Information provided:
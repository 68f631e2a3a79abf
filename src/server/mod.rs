//! # Server Module
//!
//! Hosts the application on `may_minihttp`.
//!
//! - [`parse_request`] reads the method, path, query string, headers, cookies
//!   and raw body of an incoming request.
//! - [`App`] collects routers and documentation settings; [`App::into_service`]
//!   freezes it into an [`AppService`], the `HttpService` shared by all
//!   connection coroutines.
//! - [`HttpServer`] binds the service to an address and returns a
//!   [`ServerHandle`].

pub mod http_server;
pub mod request;
pub mod response;
pub mod service;

pub use http_server::{HttpServer, ServerHandle};
pub use request::{parse_cookies, parse_query_params, parse_request, ParsedRequest};
pub use service::{App, AppService};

Exercise directions: The complete set of entries above must be reproduced verbatim.

Task solution:
repository 68f631e2a3a79abf
filename src/server/mod.rs
//! # Server Module
//!
//! Hosts the application on `may_minihttp`.
//!
//! - [`parse_request`] reads the method, path, query string, headers, cookies
//!   and raw body of an incoming request.
//! - [`App`] collects routers and documentation settings; [`App::into_service`]
//!   freezes it into an [`AppService`], the `HttpService` shared by all
//!   connection coroutines.
//! - [`HttpServer`] binds the service to an address and returns a
//!   [`ServerHandle`].

pub mod http_server;
pub mod request;
pub mod response;
pub mod service;

pub use http_server::{HttpServer, ServerHandle};
pub use request::{parse_cookies, parse_query_params, parse_request, ParsedRequest};
pub use service::{App, AppService};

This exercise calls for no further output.